Taiwan's scopic regime was shifted to a different direction after the lifting of the martial laws. Benefitting from effort made by the preceding generations (especially the "fourth graders"), the fifth-grader pioneers enjoyed substantial success. The two generations were active in overlapping- -not just consecutive — periods of time; is there a fundamental difference between them? Briefly speaking, we may say these two generations are like modernity/avant-garde versus post-modernity. This may not be a perfect analogy, but may still serve as an answer to the question. In fact, until today, we have yet been able to come up with a finer period-division method for post-martial law times. Thus we have not been able to yield the sharpest observation of how the two generations evolved during this aesthetically ambiguous, refined and yet crucial process. One thing we can be sure of is that most of the fifth-grader pioneers couldn't relate to the most intense period (end of the martial law rule/beginning of a post-martial era) and all those clashes as much as their predecessors did. The avant-garde fourth graders of the early post-martial law period went so far as to attack or discard the restraining traditions. They would also subvert or confront the meta-proposition of art in order to release their repressed energy. Such avant-gardeness was transcribed into an intuitive, transcending, expressive and talented artistic language. This not only turned their artistic expressions into heroic attempts but also enabled their artworks to touch the depths of one's heart.

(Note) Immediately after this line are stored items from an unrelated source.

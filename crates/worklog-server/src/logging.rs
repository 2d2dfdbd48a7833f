//! Logging configuration and initialization.
//!
//! Structured logging with presets (production, verbose, debug, quiet),
//! per-target level overrides via CLI flags, optional JSON output, and
//! `RUST_LOG` fallback.

use std::collections::HashMap;
use tracing::Level;
use tracing_subscriber::{
    fmt::{self, format::FmtSpan},
    layer::SubscriberExt,
    util::SubscriberInitExt,
    EnvFilter,
};

/// Log output format.
#[derive(Debug, Clone, Copy, Default, PartialEq, Eq)]
pub enum LogFormat {
    #[default]
    Text,
    Json,
}

impl std::str::FromStr for LogFormat {
    type Err = String;

    fn from_str(s: &str) -> Result<Self, Self::Err> {
        match s.to_lowercase().as_str() {
            "text" => Ok(LogFormat::Text),
            "json" => Ok(LogFormat::Json),
            _ => Err(format!("Invalid log format: '{}'. Use 'text' or 'json'.", s)),
        }
    }
}

/// Logging preset levels.
#[derive(Debug, Clone, Copy, Default, PartialEq, Eq)]
pub enum LogPreset {
    /// Production: refresh outcomes and startup events only
    #[default]
    Production,
    /// Verbose: more operational detail
    Verbose,
    /// Debug: per-line parser diagnostics and merge details
    Debug,
    /// Quiet: warnings and errors only
    Quiet,
}

/// Logging configuration built from CLI arguments.
#[derive(Debug, Clone)]
pub struct LogConfig {
    /// Base preset to use
    pub preset: LogPreset,
    /// Per-target level overrides (e.g., "worklog::feed" -> DEBUG)
    pub overrides: HashMap<String, Level>,
    /// Output format
    pub format: LogFormat,
}

impl Default for LogConfig {
    fn default() -> Self {
        Self {
            preset: LogPreset::Production,
            overrides: HashMap::new(),
            format: LogFormat::Text,
        }
    }
}

impl LogConfig {
    /// Create a new LogConfig from CLI arguments.
    pub fn from_cli(
        verbose: bool,
        debug: bool,
        quiet: bool,
        log_overrides: Vec<String>,
        format: LogFormat,
    ) -> Self {
        let preset = if quiet {
            LogPreset::Quiet
        } else if debug {
            LogPreset::Debug
        } else if verbose {
            LogPreset::Verbose
        } else {
            LogPreset::Production
        };

        // Parse log overrides (format: "target=level", comma-separable)
        let mut overrides = HashMap::new();
        for override_str in log_overrides {
            for part in override_str.split(',') {
                if let Some((target, level_str)) = part.split_once('=') {
                    let target = target.trim();
                    let level_str = level_str.trim();

                    // Normalize target: "feed" -> "worklog::feed"
                    let full_target = if target.starts_with("worklog::") || target == "tower_http" {
                        target.to_string()
                    } else {
                        format!("worklog::{}", target)
                    };

                    if let Ok(level) = parse_level(level_str) {
                        overrides.insert(full_target, level);
                    }
                }
            }
        }

        Self {
            preset,
            overrides,
            format,
        }
    }

    /// Build an EnvFilter from this configuration.
    pub fn build_filter(&self) -> EnvFilter {
        // RUST_LOG takes precedence over presets
        if let Ok(env_filter) = EnvFilter::try_from_default_env() {
            return env_filter;
        }

        let mut directives: Vec<String> = match self.preset {
            LogPreset::Production => vec![
                "worklog::startup=info".into(),
                "worklog::feed=info".into(),
                "worklog::history=info".into(),
                "worklog::api=info".into(),
                "worklog::chat=info".into(),
                "worklog::parser=warn".into(),
                "tower_http=warn".into(),
            ],
            LogPreset::Verbose => vec![
                "worklog=info".into(),
                "tower_http=info".into(),
            ],
            LogPreset::Debug => vec![
                "worklog=debug".into(),
                "tower_http=debug".into(),
            ],
            LogPreset::Quiet => vec![
                "worklog=warn".into(),
                "tower_http=error".into(),
            ],
        };

        // Overrides take precedence
        for (target, level) in &self.overrides {
            directives.push(format!("{}={}", target, level_to_str(*level)));
        }

        let filter_str = directives.join(",");
        EnvFilter::try_new(&filter_str).unwrap_or_else(|_| EnvFilter::new("info"))
    }
}

/// Parse a level string (case-insensitive).
fn parse_level(s: &str) -> Result<Level, ()> {
    match s.to_lowercase().as_str() {
        "trace" => Ok(Level::TRACE),
        "debug" => Ok(Level::DEBUG),
        "info" => Ok(Level::INFO),
        "warn" | "warning" => Ok(Level::WARN),
        "error" => Ok(Level::ERROR),
        _ => Err(()),
    }
}

/// Convert a Level to its filter string representation.
fn level_to_str(level: Level) -> &'static str {
    match level {
        Level::TRACE => "trace",
        Level::DEBUG => "debug",
        Level::INFO => "info",
        Level::WARN => "warn",
        Level::ERROR => "error",
    }
}

/// Initialize the tracing subscriber with the given configuration.
pub fn init(config: &LogConfig) {
    let filter = config.build_filter();

    match config.format {
        LogFormat::Text => {
            tracing_subscriber::registry()
                .with(filter)
                .with(
                    fmt::layer()
                        .with_target(true)
                        .with_thread_ids(false)
                        .with_file(false)
                        .with_line_number(false),
                )
                .init();
        }
        LogFormat::Json => {
            tracing_subscriber::registry()
                .with(filter)
                .with(
                    fmt::layer()
                        .json()
                        .with_target(true)
                        .with_span_events(FmtSpan::CLOSE),
                )
                .init();
        }
    }
}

Fourth-grader artists' remarkable protests resulted in the golden days of post-martial law art in Taiwan. From an art history's perspective, this also implies the coming of contemporaneity right after modernist and realist art reached their peak in Taiwan. The fifth-grader pioneers would soon hop on the stage to deal with the kind of "post modernity" that I just appropriated. Andrea Hyussen said,
My main point about contemporary postmodernism is that it operates in a field of tension between tradition and innovation, conservation and renewal, mass culture and high art, in which the second terms are no longer automatically privileged over the first; a field of tension which can no longer be grasped in categories such as progress v.s. reaction, left v.s. right, present v.s. past, modernism v.s. realism, abstraction v.s. representation, avant-garde v.s. Kitsch. The fact that such dichotomies, which after all are central to the classical accounts of modernism, have broken down is part of the shift I have been trying to describe. 6
As situations in the post-martial law era evolved, not only classical definitions of art were dissolved. Art itself was, too. This is not saying that art theories or artworks no longer existed. It is unified and predominant visual styles that were expelled. Looking at the overall coding of art in the mid 90s in Taiwan, one shall find that not only art/non-art barriers have been thrown down. Core motifs like visual styles and the essence of art were challenged, too. What's interesting is that, nowadays, it is not by answering "what is art" that an artist establishes his or her career, but by proposing such a question. The more different ways an artist takes to expound on this course of questioning, the more he or she may be acknowledged. Art in the contemporary society can only be observed meta-cognitively when it is no longer written with a big A. Arthur C. Danto, when referring to "posthistorical art," said, "anything could be a work of art, and it meant that if you were going to find out what art was, you had to turn from experience to thought.” (Danto, 1997, p. 13) 7 Thus, the key to discerning and understanding art is not its appearance, but how it fits our thoughts, ideas and feelings. Art practice is not just about creating an aesthetic object, but forming a meaningful text. It must respond to everyday life and the outside world.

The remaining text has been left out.